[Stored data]
= = = = = = =
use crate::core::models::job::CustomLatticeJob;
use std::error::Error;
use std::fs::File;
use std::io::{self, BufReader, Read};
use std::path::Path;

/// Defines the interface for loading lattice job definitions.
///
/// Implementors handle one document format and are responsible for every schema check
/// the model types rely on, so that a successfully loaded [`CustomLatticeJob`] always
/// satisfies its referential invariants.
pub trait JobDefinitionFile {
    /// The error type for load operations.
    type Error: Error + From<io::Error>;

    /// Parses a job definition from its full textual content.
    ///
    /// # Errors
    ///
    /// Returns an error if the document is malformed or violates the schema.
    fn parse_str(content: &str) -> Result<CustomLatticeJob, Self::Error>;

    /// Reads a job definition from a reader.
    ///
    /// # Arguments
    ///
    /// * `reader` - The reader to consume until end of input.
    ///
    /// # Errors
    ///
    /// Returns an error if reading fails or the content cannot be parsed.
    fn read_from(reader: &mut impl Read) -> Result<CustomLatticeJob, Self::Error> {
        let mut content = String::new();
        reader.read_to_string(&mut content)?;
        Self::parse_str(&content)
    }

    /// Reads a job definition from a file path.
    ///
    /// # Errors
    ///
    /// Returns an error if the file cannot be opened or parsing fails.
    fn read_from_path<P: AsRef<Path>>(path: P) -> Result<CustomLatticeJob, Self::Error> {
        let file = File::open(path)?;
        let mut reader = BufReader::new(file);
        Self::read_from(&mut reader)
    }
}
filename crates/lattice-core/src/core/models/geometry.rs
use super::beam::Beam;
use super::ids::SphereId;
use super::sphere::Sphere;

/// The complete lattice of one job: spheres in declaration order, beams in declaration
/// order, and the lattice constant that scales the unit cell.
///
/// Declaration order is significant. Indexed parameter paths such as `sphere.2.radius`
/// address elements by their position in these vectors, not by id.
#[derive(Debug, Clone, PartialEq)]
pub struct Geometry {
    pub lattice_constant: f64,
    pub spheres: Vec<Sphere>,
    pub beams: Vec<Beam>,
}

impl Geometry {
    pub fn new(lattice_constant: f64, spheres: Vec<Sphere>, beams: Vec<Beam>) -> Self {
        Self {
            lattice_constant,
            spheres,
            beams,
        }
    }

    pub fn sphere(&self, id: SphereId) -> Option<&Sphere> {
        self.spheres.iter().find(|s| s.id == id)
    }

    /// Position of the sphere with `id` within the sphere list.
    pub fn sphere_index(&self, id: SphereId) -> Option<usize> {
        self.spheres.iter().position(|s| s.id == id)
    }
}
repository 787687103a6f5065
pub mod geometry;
= = = = = = =
■ Problem details ■
The records above should be restated exactly, line for line.

■ Written reply ■
use crate::core::models::job::CustomLatticeJob;
use std::error::Error;
use std::fs::File;
use std::io::{self, BufReader, Read};
use std::path::Path;

/// Defines the interface for loading lattice job definitions.
///
/// Implementors handle one document format and are responsible for every schema check
/// the model types rely on, so that a successfully loaded [`CustomLatticeJob`] always
/// satisfies its referential invariants.
pub trait JobDefinitionFile {
    /// The error type for load operations.
    type Error: Error + From<io::Error>;

    /// Parses a job definition from its full textual content.
    ///
    /// # Errors
    ///
    /// Returns an error if the document is malformed or violates the schema.
    fn parse_str(content: &str) -> Result<CustomLatticeJob, Self::Error>;

    /// Reads a job definition from a reader.
    ///
    /// # Arguments
    ///
    /// * `reader` - The reader to consume until end of input.
    ///
    /// # Errors
    ///
    /// Returns an error if reading fails or the content cannot be parsed.
    fn read_from(reader: &mut impl Read) -> Result<CustomLatticeJob, Self::Error> {
        let mut content = String::new();
        reader.read_to_string(&mut content)?;
        Self::parse_str(&content)
    }

    /// Reads a job definition from a file path.
    ///
    /// # Errors
    ///
    /// Returns an error if the file cannot be opened or parsing fails.
    fn read_from_path<P: AsRef<Path>>(path: P) -> Result<CustomLatticeJob, Self::Error> {
        let file = File::open(path)?;
        let mut reader = BufReader::new(file);
        Self::read_from(&mut reader)
    }
}
filename crates/lattice-core/src/core/models/geometry.rs
use super::beam::Beam;
use super::ids::SphereId;
use super::sphere::Sphere;

/// The complete lattice of one job: spheres in declaration order, beams in declaration
/// order, and the lattice constant that scales the unit cell.
///
/// Declaration order is significant. Indexed parameter paths such as `sphere.2.radius`
/// address elements by their position in these vectors, not by id.
#[derive(Debug, Clone, PartialEq)]
pub struct Geometry {
    pub lattice_constant: f64,
    pub spheres: Vec<Sphere>,
    pub beams: Vec<Beam>,
}

impl Geometry {
    pub fn new(lattice_constant: f64, spheres: Vec<Sphere>, beams: Vec<Beam>) -> Self {
        Self {
            lattice_constant,
            spheres,
            beams,
        }
    }

    pub fn sphere(&self, id: SphereId) -> Option<&Sphere> {
        self.spheres.iter().find(|s| s.id == id)
    }

    /// Position of the sphere with `id` within the sphere list.
    pub fn sphere_index(&self, id: SphereId) -> Option<usize> {
        self.spheres.iter().position(|s| s.id == id)
    }
}
repository 787687103a6f5065
pub mod geometry;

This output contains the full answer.